(Saved entries)
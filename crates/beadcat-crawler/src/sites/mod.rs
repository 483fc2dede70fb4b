//! Vendor crawlers and the registry that names them.
//!
//! Each site module supplies a seed URL, a discovery rule for the seed page,
//! tile selectors, optional detail-page selectors and a [`VendorProfile`].
//! The engine drives all of them the same way.

mod fire_mountain_gems;
mod miyuki_wholesale;

use std::sync::Arc;

use beadcat_core::ParsedProductRecord;
use reqwest::Url;
use scraper::Html;

use crate::error::{CrawlError, SkipReason, UnknownCrawlerError};
use crate::extract::{DetailExtractor, ProductExtractor};
use crate::normalize::{normalize_tile, VendorProfile};
use crate::taxonomy::TaxonomyCache;
use crate::types::RawProductTile;

pub use fire_mountain_gems::FireMountainGems;
pub use miyuki_wholesale::MiyukiWholesale;

pub trait SiteCrawler: Send + Sync {
    fn name(&self) -> &'static str;

    fn seed_url(&self) -> &Url;

    /// Listing pages linked from the seed page. An empty result means the
    /// seed page is itself the (first) listing page.
    fn discover(&self, seed: &Html, seed_url: &Url) -> Vec<Url>;

    fn extractor(&self) -> &ProductExtractor;

    /// Reader for product detail pages, when the vendor's are worth fetching.
    fn details(&self) -> Option<&DetailExtractor> {
        None
    }

    fn profile(&self) -> &VendorProfile;

    /// # Errors
    ///
    /// Returns a [`SkipReason`] when the tile is outside this crawler's scope.
    fn normalize(
        &self,
        tile: RawProductTile,
        taxonomy: &TaxonomyCache,
    ) -> Result<ParsedProductRecord, SkipReason> {
        normalize_tile(tile, self.profile(), taxonomy)
    }
}

type Constructor = fn() -> Result<Arc<dyn SiteCrawler>, CrawlError>;

const REGISTRY: &[(&str, Constructor)] = &[
    (fire_mountain_gems::NAME, fire_mountain_gems::build),
    (miyuki_wholesale::NAME, miyuki_wholesale::build),
];

/// Names of every registered crawler, in registry order.
#[must_use]
pub fn crawler_names() -> Vec<&'static str> {
    REGISTRY.iter().map(|(name, _)| *name).collect()
}

#[must_use]
pub fn is_registered(name: &str) -> bool {
    REGISTRY.iter().any(|(known, _)| *known == name)
}

/// Builds the crawler registered under `name`.
///
/// # Errors
///
/// Returns [`ResolveError::Unknown`] for unregistered names and
/// [`ResolveError::Build`] if the crawler's selectors fail to compile.
pub fn resolve(name: &str) -> Result<Arc<dyn SiteCrawler>, ResolveError> {
    let (_, build) = REGISTRY
        .iter()
        .find(|(known, _)| *known == name)
        .ok_or_else(|| UnknownCrawlerError {
            name: name.to_string(),
        })?;
    Ok(build()?)
}

#[derive(Debug, thiserror::Error)]
pub enum ResolveError {
    #[error(transparent)]
    Unknown(#[from] UnknownCrawlerError),

    #[error(transparent)]
    Build(#[from] CrawlError),
}

/// Same-host links matched by `selector` on `page`, deduplicated in order.
pub(crate) fn same_host_links(
    page: &Html,
    page_url: &Url,
    selector: &scraper::Selector,
    keep: impl Fn(&Url, &str) -> bool,
) -> Vec<Url> {
    let mut out: Vec<Url> = Vec::new();
    for anchor in page.select(selector) {
        let Some(href) = anchor.value().attr("href") else {
            continue;
        };
        let Ok(mut url) = page_url.join(href.trim()) else {
            continue;
        };
        url.set_fragment(None);
        if url.host_str() != page_url.host_str() || url == *page_url {
            continue;
        }
        let text = anchor.text().collect::<String>();
        if !keep(&url, text.trim()) {
            continue;
        }
        if !out.contains(&url) {
            out.push(url);
        }
    }
    out
}
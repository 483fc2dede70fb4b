mod crawl;
mod db;

use clap::{Parser, Subcommand};
use tokio_util::sync::CancellationToken;

use crate::crawl::{CrawlArgs, ImportArgs};
use crate::db::DbCommands;

#[derive(Debug, Parser)]
#[command(name = "beadcat-cli")]
#[command(about = "Bead catalog crawler command line interface")]
struct Cli {
    #[command(subcommand)]
    command: Option<Commands>,
}

#[derive(Debug, Subcommand)]
enum Commands {
    /// Database maintenance
    Db {
        #[command(subcommand)]
        command: DbCommands,
    },
    /// List the registered crawlers
    Crawlers,
    /// Run a crawler into the catalog, or export its output to JSON
    Crawl(CrawlArgs),
    /// Load a crawl export into the catalog
    Import(ImportArgs),
    /// Show recent crawl runs
    Runs {
        /// Maximum number of runs to show
        #[arg(long, default_value = "20")]
        limit: i64,
    },
}

#[tokio::main]
async fn main() -> anyhow::Result<()> {
    let cli = Cli::parse();

    let Some(command) = cli.command else {
        println!("beadcat-cli ready; run with --help for commands");
        return Ok(());
    };

    if matches!(command, Commands::Crawlers) {
        init_tracing("info");
        crawl::print_crawlers();
        return Ok(());
    }

    let config = beadcat_core::load_app_config()?;
    init_tracing(&config.log_level);

    match command {
        Commands::Db { command } => db::run_db_command(&config, command).await,
        Commands::Crawl(args) => {
            let cancel = CancellationToken::new();
            spawn_ctrl_c_handler(cancel.clone());
            crawl::run_crawl(&config, &args, cancel).await
        }
        Commands::Import(args) => crawl::run_import(&config, &args).await,
        Commands::Runs { limit } => db::print_runs(&config, limit).await,
        Commands::Crawlers => Ok(()),
    }
}

fn init_tracing(default_level: &str) {
    let filter = tracing_subscriber::EnvFilter::try_from_default_env()
        .unwrap_or_else(|_| tracing_subscriber::EnvFilter::new(default_level));
    tracing_subscriber::fmt().with_env_filter(filter).init();
}

/// Cancels the running crawl on Ctrl+C; in-flight pages are allowed to finish.
fn spawn_ctrl_c_handler(cancel: CancellationToken) {
    tokio::spawn(async move {
        if tokio::signal::ctrl_c().await.is_ok() {
            tracing::warn!("interrupt received, cancelling crawl");
            cancel.cancel();
        }
    });
}

#[cfg(test)]
mod tests;
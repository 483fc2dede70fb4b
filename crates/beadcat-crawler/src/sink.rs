//! Persisting parsed records into the bead catalog.
//!
//! [`CatalogStore`] is the storage port; the Postgres implementation lives
//! in `beadcat-db`. [`CatalogUpsertSink`] resolves a record's brand, type
//! and size, finds or creates the product by its code, and links colors
//! (through the color-family alias table) and finishes. Upserting the same
//! record twice creates nothing new.

use std::collections::BTreeSet;
use std::future::Future;

use beadcat_core::{ColorAliases, ParsedProductRecord};
use serde::Serialize;
use thiserror::Error;

use crate::taxonomy::TaxonomyCache;

/// A brand, type, size, color or finish row.
#[derive(Debug, Clone, PartialEq, Eq)]
pub struct TaxonomyRef {
    pub id: i64,
    pub name: String,
}

#[derive(Debug, Clone, PartialEq, Eq)]
pub struct CatalogProduct {
    pub id: i64,
    pub product_code: String,
    pub name: String,
}

/// Attributes written only when a product is first created.
#[derive(Debug, Clone, PartialEq)]
pub struct NewProduct<'a> {
    pub name: &'a str,
    pub brand_id: i64,
    pub type_id: i64,
    pub size_id: i64,
    pub image_url: Option<&'a str>,
    pub metadata: serde_json::Value,
}

pub trait CatalogStore: Send + Sync {
    type Error: std::error::Error + Send + Sync + 'static;

    fn find_brand(
        &self,
        name: &str,
    ) -> impl Future<Output = Result<Option<TaxonomyRef>, Self::Error>> + Send;

    fn find_type(
        &self,
        brand_id: i64,
        name: &str,
    ) -> impl Future<Output = Result<Option<TaxonomyRef>, Self::Error>> + Send;

    fn find_size(
        &self,
        brand_id: i64,
        type_id: i64,
        size: &str,
    ) -> impl Future<Output = Result<Option<TaxonomyRef>, Self::Error>> + Send;

    fn find_or_create_color(
        &self,
        name: &str,
    ) -> impl Future<Output = Result<TaxonomyRef, Self::Error>> + Send;

    fn find_or_create_finish(
        &self,
        name: &str,
    ) -> impl Future<Output = Result<TaxonomyRef, Self::Error>> + Send;

    /// Returns the product for `product_code`, creating it from `attrs` when
    /// absent. The flag is `true` when this call created it.
    fn find_or_create_product(
        &self,
        product_code: &str,
        attrs: &NewProduct<'_>,
    ) -> impl Future<Output = Result<(CatalogProduct, bool), Self::Error>> + Send;

    /// Returns `true` when a new link was written.
    fn link_color(
        &self,
        product_id: i64,
        color_id: i64,
    ) -> impl Future<Output = Result<bool, Self::Error>> + Send;

    /// Returns `true` when a new link was written.
    fn link_finish(
        &self,
        product_id: i64,
        finish_id: i64,
    ) -> impl Future<Output = Result<bool, Self::Error>> + Send;

    fn list_color_names(&self) -> impl Future<Output = Result<Vec<String>, Self::Error>> + Send;

    fn list_finish_names(&self) -> impl Future<Output = Result<Vec<String>, Self::Error>> + Send;
}

/// Loads the run's matching snapshot of known colors and finishes.
///
/// # Errors
///
/// Propagates the store's error.
pub async fn load_taxonomy<S: CatalogStore>(store: &S) -> Result<TaxonomyCache, S::Error> {
    let colors = store.list_color_names().await?;
    let finishes = store.list_finish_names().await?;
    Ok(TaxonomyCache::new(colors, finishes))
}

#[derive(Debug, Error)]
pub enum UpsertError {
    #[error("brand not found: {brand}")]
    MissingBrand { brand: String },

    #[error("bead type not found: {type_name} (brand {brand})")]
    MissingType { brand: String, type_name: String },

    #[error("bead size not found: {size} ({brand} {type_name})")]
    MissingSize {
        brand: String,
        type_name: String,
        size: String,
    },

    #[error("catalog store error: {0}")]
    Store(#[source] Box<dyn std::error::Error + Send + Sync>),
}

impl UpsertError {
    /// Missing taxonomy rows only affect the record at hand; a store failure
    /// affects every record after it.
    #[must_use]
    pub fn is_record_level(&self) -> bool {
        !matches!(self, UpsertError::Store(_))
    }
}

fn store_err<E: std::error::Error + Send + Sync + 'static>(err: E) -> UpsertError {
    UpsertError::Store(Box::new(err))
}

#[derive(Debug, Clone, PartialEq, Eq)]
pub struct UpsertOutcome {
    pub product: CatalogProduct,
    pub created: bool,
    pub colors_linked: usize,
    pub finishes_linked: usize,
}

#[derive(Debug, Clone, PartialEq, Eq, Serialize)]
pub struct UpsertFailure {
    pub product_code: String,
    pub reason: String,
}

#[derive(Debug, Clone, Default, PartialEq, Eq, Serialize)]
pub struct UpsertReport {
    pub upserted: usize,
    pub created: usize,
    pub failures: Vec<UpsertFailure>,
}

pub struct CatalogUpsertSink<'a, S> {
    store: &'a S,
    aliases: &'a ColorAliases,
}

impl<'a, S: CatalogStore> CatalogUpsertSink<'a, S> {
    pub fn new(store: &'a S, aliases: &'a ColorAliases) -> Self {
        Self { store, aliases }
    }

    /// Upserts one record.
    ///
    /// # Errors
    ///
    /// Returns [`UpsertError`] if the brand, type or size is not in the
    /// catalog, or the store fails.
    pub async fn upsert(&self, record: &ParsedProductRecord) -> Result<UpsertOutcome, UpsertError> {
        let brand = self
            .store
            .find_brand(&record.brand_name)
            .await
            .map_err(store_err)?
            .ok_or_else(|| UpsertError::MissingBrand {
                brand: record.brand_name.clone(),
            })?;
        let bead_type = self
            .store
            .find_type(brand.id, &record.type_name)
            .await
            .map_err(store_err)?
            .ok_or_else(|| UpsertError::MissingType {
                brand: brand.name.clone(),
                type_name: record.type_name.clone(),
            })?;
        let size = self
            .store
            .find_size(brand.id, bead_type.id, &record.size)
            .await
            .map_err(store_err)?
            .ok_or_else(|| UpsertError::MissingSize {
                brand: brand.name.clone(),
                type_name: bead_type.name.clone(),
                size: record.size.clone(),
            })?;

        let attrs = NewProduct {
            name: &record.name,
            brand_id: brand.id,
            type_id: bead_type.id,
            size_id: size.id,
            image_url: record.image_url.as_deref(),
            metadata: record.metadata(),
        };
        let (product, created) = self
            .store
            .find_or_create_product(&record.product_code, &attrs)
            .await
            .map_err(store_err)?;

        let families: BTreeSet<&str> = record
            .color_names
            .iter()
            .map(|color| self.aliases.resolve(color))
            .collect();
        let mut colors_linked = 0;
        for family in families {
            let color = self
                .store
                .find_or_create_color(family)
                .await
                .map_err(store_err)?;
            if self
                .store
                .link_color(product.id, color.id)
                .await
                .map_err(store_err)?
            {
                colors_linked += 1;
            }
        }

        let mut finishes_linked = 0;
        for finish_name in &record.finish_names {
            let finish = self
                .store
                .find_or_create_finish(finish_name)
                .await
                .map_err(store_err)?;
            if self
                .store
                .link_finish(product.id, finish.id)
                .await
                .map_err(store_err)?
            {
                finishes_linked += 1;
            }
        }

        Ok(UpsertOutcome {
            product,
            created,
            colors_linked,
            finishes_linked,
        })
    }

    /// Upserts every record. Records whose brand, type or size is missing are
    /// collected in the report and the rest still go through.
    ///
    /// # Errors
    ///
    /// Stops at the first [`UpsertError::Store`] and returns it.
    pub async fn upsert_all(
        &self,
        records: &[ParsedProductRecord],
    ) -> Result<UpsertReport, UpsertError> {
        let mut report = UpsertReport::default();
        for record in records {
            match self.upsert(record).await {
                Ok(outcome) => {
                    report.upserted += 1;
                    if outcome.created {
                        report.created += 1;
                    }
                }
                Err(err) if !err.is_record_level() => {
                    tracing::error!(
                        product_code = %record.product_code,
                        upserted = report.upserted,
                        error = %err,
                        "catalog store failed, abandoning upsert"
                    );
                    return Err(err);
                }
                Err(err) => {
                    tracing::warn!(
                        product_code = %record.product_code,
                        error = %err,
                        "catalog upsert failed"
                    );
                    report.failures.push(UpsertFailure {
                        product_code: record.product_code.clone(),
                        reason: err.to_string(),
                    });
                }
            }
        }
        Ok(report)
    }
}

#[cfg(test)]
#[path = "sink_test.rs"]
pub(crate) mod tests;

→ **Exercise**: I need every line of the data that has the word "bool"; please list them.

→ **Written reply**:
pub fn is_registered(name: &str) -> bool {
    keep: impl Fn(&Url, &str) -> bool,
    ) -> impl Future<Output = Result<(CatalogProduct, bool), Self::Error>> + Send;
    ) -> impl Future<Output = Result<bool, Self::Error>> + Send;
    ) -> impl Future<Output = Result<bool, Self::Error>> + Send;
    pub fn is_record_level(&self) -> bool {
    pub created: bool,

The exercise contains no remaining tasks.